A Prefeitura de Guanambi publicou, no Diário Oficial do Município, a Lei nº 1.870/2026, que altera as regras para fiscalização, limpeza e higienização de imóveis urbanos. A nova legislação atualiza dispositivos da Lei Municipal nº 1.289/2019 e estabelece novos procedimentos para a entrada de equipes públicas em terrenos, aplicação de multas, cobrança dos custos dos serviços e notificação dos proprietários.
Uma das principais mudanças determina que, nos casos de imóveis cercados, após o término do prazo concedido para limpeza, o Município deverá solicitar à Justiça uma tutela de urgência para autorizar o ingresso no local. O pedido deverá ser acompanhado da notificação ao proprietário, da comprovação do descumprimento do prazo e de um relatório técnico da Secretaria Municipal de Infraestrutura.
Já nos terrenos sem cercas ou outras barreiras físicas, as equipes de fiscalização poderão entrar diretamente para realizar vistoria e executar a limpeza, sem necessidade de autorização judicial. Nesses casos, será obrigatória a elaboração de um termo circunstanciado e o registro fotográfico da situação do imóvel antes, durante e após a intervenção.
O prazo de 15 dias para que o proprietário realize a limpeza do terreno foi mantido. Caso a determinação não seja cumprida, a Prefeitura poderá executar o serviço e cobrar posteriormente todos os custos do responsável.
A nova lei também prevê exceção para situações de emergência em saúde pública. Quando houver risco imediato à coletividade, como focos do mosquito Aedes aegypti, transmissor da dengue, zika e chikungunya, ou de outras doenças e zoonoses, a autorização judicial poderá ser dispensada. Nesses casos, a Secretaria Municipal de Saúde deverá emitir relatório técnico justificando a intervenção, que também deverá ser comunicada ao Ministério Público da Bahia em até cinco dias.
Além da multa aplicada ao proprietário, houve aumento nos valores cobrados pelos serviços executados pelo Município. O transporte do material removido passou de R$ 150 para R$ 350 por caçamba, enquanto a utilização de pá mecânica ou equipamento similar foi reajustada de R$ 200 para R$ 300 por hora. Em um terreno de 500 metros quadrados totalmente enquadrado pela fiscalização, por exemplo, a multa-base será de R$ 1 mil, sem incluir as despesas com a limpeza.

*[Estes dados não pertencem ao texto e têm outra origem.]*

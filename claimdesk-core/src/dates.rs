//! Date parsing for trade exports.
//!
//! Uploads come from spreadsheets and document stores, so the same column
//! can hold ISO dates, US-style dates, timestamps, or Excel serial numbers.

use chrono::{DateTime, Duration, NaiveDate, NaiveDateTime};

const SECS_PER_DAY: i64 = 86_400;

/// Largest serial Excel will render (9999-12-31)
const EXCEL_MAX_SERIAL: f64 = 2_958_465.0;

const DATETIME_FORMATS: &[&str] = &[
    "%Y-%m-%dT%H:%M:%S%.f",
    "%Y-%m-%d %H:%M:%S%.f",
    "%Y-%m-%dT%H:%M",
    "%Y-%m-%d %H:%M",
];

const DATE_FORMATS: &[&str] = &["%Y-%m-%d", "%Y/%m/%d", "%m/%d/%Y", "%d-%b-%Y", "%d %b %Y"];

/// Parse a trade date string into a naive timestamp (date-only values land
/// on midnight). Returns `None` for anything unrecognized.
pub fn parse_trade_date(raw: &str) -> Option<NaiveDateTime> {
    let s = raw.trim();
    if s.is_empty() {
        return None;
    }

    if let Ok(dt) = DateTime::parse_from_rfc3339(s) {
        return Some(dt.naive_utc());
    }

    for fmt in DATETIME_FORMATS {
        if let Ok(dt) = NaiveDateTime::parse_from_str(s, fmt) {
            return Some(dt);
        }
    }

    for fmt in DATE_FORMATS {
        if let Ok(d) = NaiveDate::parse_from_str(s, fmt) {
            return d.and_hms_opt(0, 0, 0);
        }
    }

    parse_excel_serial(s)
}

fn parse_excel_serial(s: &str) -> Option<NaiveDateTime> {
    let serial: f64 = s.parse().ok()?;
    if !serial.is_finite() || !(1.0..=EXCEL_MAX_SERIAL).contains(&serial) {
        return None;
    }
    let epoch = NaiveDate::from_ymd_opt(1899, 12, 30)?.and_hms_opt(0, 0, 0)?;
    let secs = (serial * SECS_PER_DAY as f64).round() as i64;
    epoch.checked_add_signed(Duration::seconds(secs))
}

/// Elapsed time from `from` to `to`, rounded up to whole days. Negative when
/// `to` precedes `from`.
pub fn days_between_ceil(from: NaiveDateTime, to: NaiveDateTime) -> i64 {
    let secs = (to - from).num_seconds();
    let whole = secs.div_euclid(SECS_PER_DAY);
    if secs.rem_euclid(SECS_PER_DAY) > 0 {
        whole + 1
    } else {
        whole
    }
}

#[cfg(test)]
mod tests {
    use super::*;

    fn ymd(y: i32, m: u32, d: u32) -> NaiveDateTime {
        NaiveDate::from_ymd_opt(y, m, d)
            .unwrap()
            .and_hms_opt(0, 0, 0)
            .unwrap()
    }

    #[test]
    fn test_parse_common_formats() {
        let expected = ymd(2024, 1, 17);
        assert_eq!(parse_trade_date("2024-01-17"), Some(expected));
        assert_eq!(parse_trade_date("01/17/2024"), Some(expected));
        assert_eq!(parse_trade_date("17-Jan-2024"), Some(expected));
        assert_eq!(parse_trade_date("2024/01/17"), Some(expected));
        assert_eq!(parse_trade_date(" 2024-01-17T00:00:00 "), Some(expected));
        assert_eq!(parse_trade_date("2024-01-17T00:00:00Z"), Some(expected));
    }

    #[test]
    fn test_parse_excel_serial() {
        // 45308 is 2024-01-17 in the 1900 date system
        assert_eq!(parse_trade_date("45308"), Some(ymd(2024, 1, 17)));
        assert!(parse_trade_date("0").is_none());
        assert!(parse_trade_date("99999999").is_none());
    }

    #[test]
    fn test_parse_rejects_garbage() {
        assert!(parse_trade_date("").is_none());
        assert!(parse_trade_date("next tuesday").is_none());
        assert!(parse_trade_date("2024-13-45").is_none());
    }

    #[test]
    fn test_days_between_ceil() {
        assert_eq!(days_between_ceil(ymd(2024, 1, 17), ymd(2024, 1, 20)), 3);
        assert_eq!(days_between_ceil(ymd(2024, 1, 20), ymd(2024, 1, 15)), -5);
        assert_eq!(days_between_ceil(ymd(2024, 1, 17), ymd(2024, 1, 17)), 0);

        let from = ymd(2024, 1, 17);
        let to = from + Duration::hours(36);
        assert_eq!(days_between_ceil(from, to), 2);
        assert_eq!(days_between_ceil(to, from), -1);
    }
}
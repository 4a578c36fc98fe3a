//! Service provider interface.
//!
//! A provider is a pluggable backend. The facade locates exactly one of them
//! per process and asks it for loggers.

use std::fmt;

use crate::Logger;

/// A logging backend.
///
/// Providers are registered as `'static` values by the host application and
/// live for the whole process.
///
/// # Example
///
/// ```
/// use logfront_core::{Logger, NoopLogger, Level, Provider};
///
/// struct Silent;
///
/// impl Provider for Silent {
///     fn logger(&self) -> &dyn Logger {
///         NoopLogger::for_level(Level::Info)
///     }
/// }
///
/// assert!(Silent.identity().ends_with("Silent"));
/// ```
pub trait Provider: Send + Sync + 'static {
    /// Unique name of this provider's implementation type.
    ///
    /// Defaults to the fully-qualified type name. This is the value a
    /// selector has to match.
    fn identity(&self) -> &'static str {
        std::any::type_name::<Self>()
    }

    /// A logger at the provider's default level.
    fn logger(&self) -> &dyn Logger;
}

/// Handle to a registered provider.
pub type ProviderRef = &'static dyn Provider;

impl fmt::Debug for dyn Provider {
    fn fmt(&self, f: &mut fmt::Formatter<'_>) -> fmt::Result {
        f.debug_tuple("Provider").field(&self.identity()).finish()
    }
}

/// Identities of `providers`, in order.
#[must_use]
pub fn identities(providers: &[ProviderRef]) -> Vec<&'static str> {
    providers.iter().map(|p| p.identity()).collect()
}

A legislação também amplia as formas de notificação dos responsáveis, permitindo, além da entrega pessoal e do envio pelos Correios com Aviso de Recebimento (AR), a publicação no Diário Oficial do Município. Após a conclusão dos serviços, o proprietário terá 30 dias para quitar o débito. Em caso de inadimplência, o valor será inscrito em dívida ativa, podendo ser cobrado judicialmente, com incidência de juros e correção monetária.
Outra novidade é a criação de um cadastro público dos imóveis notificados ou que tenham recebido intervenção forçada, que ficará disponível no portal oficial da Prefeitura. A lei ainda revoga o dispositivo da norma anterior que isentava previamente o Município da responsabilidade por eventuais danos causados durante o rompimento de obstáculos para acesso aos imóveis.